Standardizing the data and the databases also serves a practical function from the mechanistic and safety assessment stand-points. For instance, standardized databases that can more readily share data will allow investigators to make better comparisons of data sets by quickly identifying the similarities and differences between studies. For instance, software that is tuned to the standards will be capable of identifying common study parameters such as exposure parameters (e.g., chemical treatment, vehicle chemical, initial exposure, dosing regimen, exposure duration, exposure dose, organ/tissue dose, route of administration), study timeline (e.g., subject age at exposure, subject age at sacrifice or harvest), and assay end-points (e.g., clinical pathology, histopathology, transcriptomics, proteomics, metabolomics). This allows investigators to quickly identify similar studies and to facilitate integration of results from different studies to enhance mechanistic data interpretation and to help identify gaps and overlaps in the data to effect more meaningful safety assessments.
A data standard that requires specification of the dosing regimen and assay protocols in a standardized format will allow databases to be built which can more readily parse this information, and make more of the information available for cross-dataset comparison. This enables investigators to begin to (1) identify study parameters that differ between studies, (2) quickly assess how these differences may impact the results and how they may influence any differences between studies, (3) make determinations of the data quality, and (4) to rank and prioritize the studies for inclusion within a safety assessment. For example, when compiling a database similar to the relative effect potency (REP2004) database (Haws et al., 2006
; Van den Berg et al., 2006
), to assess toxic equivalency factors, it is essential that all of the relevant studies report similar study parameters to allow stakeholders to make a reasonable judgment as to whether or not a study should be included.
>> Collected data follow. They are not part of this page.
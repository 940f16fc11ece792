use std::path::Path;

use chatlink::client::ChatClient;
use chatlink::config::{ClientConfig, ConfigError};
use chatlink::controller::ChatUpdate;
use chatlink::error::ChatError;
use chatlink::message_log::{MessageEntry, STATUS_SENDER, Severity, USER_SENDER};
use chatlink::upload::UploadClient;
use clap::Parser;
use tokio::io::{AsyncBufReadExt, BufReader};
use tokio::sync::broadcast;

#[derive(Debug, thiserror::Error)]
enum CliError {
    #[error("invalid configuration: {0}")]
    Config(#[from] ConfigError),
    #[error("http client setup failed: {0}")]
    Http(#[from] reqwest::Error),
    #[error("stdin read failed: {0}")]
    Io(#[from] std::io::Error),
    #[error(transparent)]
    Chat(#[from] ChatError),
}

#[derive(Parser, Debug)]
#[command(name = "chatlink", about = "Terminal chat client for a WebSocket agent backend")]
struct Cli {
    /// Backend WebSocket URL.
    #[arg(long, env = "CHATLINK_WS_URL")]
    url: Option<String>,

    /// Media upload endpoint.
    #[arg(long, env = "CHATLINK_UPLOAD_URL")]
    upload_url: Option<String>,
}

#[derive(Debug, PartialEq, Eq)]
enum Input<'a> {
    Quit,
    Upload(&'a str),
    Text(&'a str),
}

#[tokio::main]
async fn main() -> Result<(), CliError> {
    tracing_subscriber::fmt().with_writer(std::io::stderr).init();

    let cli = Cli::parse();
    let mut config = ClientConfig::from_env()?;
    if let Some(url) = cli.url {
        config.ws_url = url;
    }
    if let Some(upload_url) = cli.upload_url {
        config.upload_url = upload_url;
    }
    config.validate()?;

    let uploader = UploadClient::new(config.upload_url.clone(), config.upload_timeout)?;
    let ChatClient { handle, updates, task } = ChatClient::spawn(&config);
    tracing::info!(url = %config.ws_url, "chatlink started");

    let printer = tokio::spawn(print_updates(updates));

    let mut lines = BufReader::new(tokio::io::stdin()).lines();
    while let Some(line) = lines.next_line().await? {
        match parse_input(&line) {
            Input::Quit => break,
            Input::Upload(path) => {
                let result = uploader.upload_file(Path::new(path)).await;
                if let Err(e) = handle.report_upload_result(result).await {
                    eprintln!("{e}");
                }
            }
            Input::Text(text) => {
                handle.send_user_text(text).await?;
            }
        }
    }

    handle.stop().await?;
    let _ = task.await;
    let _ = printer.await;
    Ok(())
}

fn parse_input(line: &str) -> Input<'_> {
    let trimmed = line.trim();
    if trimmed == "/quit" {
        return Input::Quit;
    }
    if let Some(path) = trimmed.strip_prefix("/upload ") {
        let path = path.trim();
        if !path.is_empty() {
            return Input::Upload(path);
        }
    }
    Input::Text(line)
}

async fn print_updates(mut updates: broadcast::Receiver<ChatUpdate>) {
    loop {
        match updates.recv().await {
            Ok(ChatUpdate::Appended(entry)) => println!("{}", render_entry(&entry)),
            Ok(ChatUpdate::ConnectionChanged(state)) => tracing::debug!(?state, "connection state changed"),
            Err(broadcast::error::RecvError::Lagged(skipped)) => {
                tracing::warn!(skipped, "transcript output fell behind");
            }
            Err(broadcast::error::RecvError::Closed) => return,
        }
    }
}

fn render_entry(entry: &MessageEntry) -> String {
    if entry.sender == USER_SENDER {
        return format!("> {}", entry.text);
    }
    let marker = match entry.severity {
        Severity::Normal => "",
        Severity::Success => " [ok]",
        Severity::Error => " [error]",
        Severity::Warning => " [input requested]",
    };
    if entry.sender == STATUS_SENDER {
        return format!("-- {}{marker}", entry.text);
    }
    format!("[{}]{marker} {}", entry.sender, entry.text)
}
In this case information regarding the calculated relative effect potency (REP) of the chemical relative to the potency of 2,3,7,8-tetrachlorodibenzo-p-dioxin is necessary, as are the assay end-points used to calculate the REP, treatment duration, animal strain (in vivo), cell type (in vitro), route of administration (in vivo), number of experimental units (e.g., animals) per group, time between the last treatment and the assay, the number of dose levels under consideration, whether a plateau was reached or a maximum dose was used, and how the REP was calculated. The REP2004 database, and its predecessors, was built by investigators combing the literature. By utilizing a standard data reporting format, coupled to an appropriately built and community-vetted standard, this same information could be deposited into a large-scale data repository to facilitate construction of the next generations of the REP and similar databases.
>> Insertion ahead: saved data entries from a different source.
//! Append-only chat log.
//!
//! DESIGN
//! ======
//! Entries are stored in a `Vec` in append order. Ids come from a counter
//! that only moves forward, so id order and insertion order are the same
//! sequence. Nothing exposes `&mut MessageEntry`.

use std::time::{SystemTime, UNIX_EPOCH};

use serde::Serialize;

#[cfg(test)]
#[path = "message_log_test.rs"]
mod tests;

/// Sender used for synthetic connection status entries.
pub const STATUS_SENDER: &str = "WebSocket Connection";
/// Sender used for entries typed by the local user.
pub const USER_SENDER: &str = "User";
/// Sender used for the seeded welcome entry.
pub const SYSTEM_SENDER: &str = "System";

/// Presentation tag for an entry, independent of who sent it.
#[derive(Clone, Copy, Debug, Default, PartialEq, Eq, Serialize)]
#[serde(rename_all = "lowercase")]
pub enum Severity {
    #[default]
    Normal,
    Success,
    Error,
    Warning,
}

/// One immutable unit of the chat log.
#[derive(Clone, Debug, PartialEq, Eq, Serialize)]
pub struct MessageEntry {
    pub id: u64,
    pub text: String,
    pub sender: String,
    pub severity: Severity,
    /// Milliseconds since the Unix epoch, stamped at append.
    pub timestamp_ms: i64,
}

/// Ordered store of [`MessageEntry`] values.
#[derive(Debug)]
pub struct MessageLog {
    entries: Vec<MessageEntry>,
    next_id: u64,
}

impl MessageLog {
    #[must_use]
    pub fn new() -> Self {
        Self { entries: Vec::new(), next_id: 1 }
    }

    /// Append an entry at the tail and return the stored copy.
    pub fn append(&mut self, text: impl Into<String>, sender: impl Into<String>, severity: Severity) -> &MessageEntry {
        let entry = MessageEntry {
            id: self.next_id,
            text: text.into(),
            sender: sender.into(),
            severity,
            timestamp_ms: now_ms(),
        };
        self.next_id += 1;
        let index = self.entries.len();
        self.entries.push(entry);
        &self.entries[index]
    }

    /// Read-only view of every entry appended so far, oldest first.
    #[must_use]
    pub fn snapshot(&self) -> &[MessageEntry] {
        &self.entries
    }

    #[must_use]
    pub fn len(&self) -> usize {
        self.entries.len()
    }

    #[must_use]
    pub fn is_empty(&self) -> bool {
        self.entries.is_empty()
    }

    #[must_use]
    pub fn last(&self) -> Option<&MessageEntry> {
        self.entries.last()
    }
}

impl Default for MessageLog {
    fn default() -> Self {
        Self::new()
    }
}

fn now_ms() -> i64 {
    let Ok(duration) = SystemTime::now().duration_since(UNIX_EPOCH) else {
        return 0;
    };
    i64::try_from(duration.as_millis()).unwrap_or(0)
}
Although having a dearth of technology and domain-specific standards shows a healthy interest in making data widely available and increasing the potential for reproducing studies, it also runs the risk of creating an undue data reporting burden. Many of these pioneering standards organization and their supporters are beginning to assert that funding agencies must play a role in standards enforcement, and that data should be submitted to a repository (Brooksbank and Quackenbush, 2006
; Fiehn et al., 2006
). Although the goal of near complete adherence to the standards is admirable, there still remains many unresolved issues regarding funding agency enforcement: (1) how will funding agencies police and enforce standards enforcement and compliance, (2) what will the repercussions be for noncompliance, (3) will funding agencies require deposition of data to a suitable repository, and (4) how will funding agencies compensate investigators for data deposition activities? In exchange for compliance, it is not unreasonable to expect that the scientific community, as well as the taxpayers, would want demonstrated evidence from the funding agencies that this additional reporting burden has benefited stakeholders, taxpayers, and has enhanced the current practice of scientific exchange.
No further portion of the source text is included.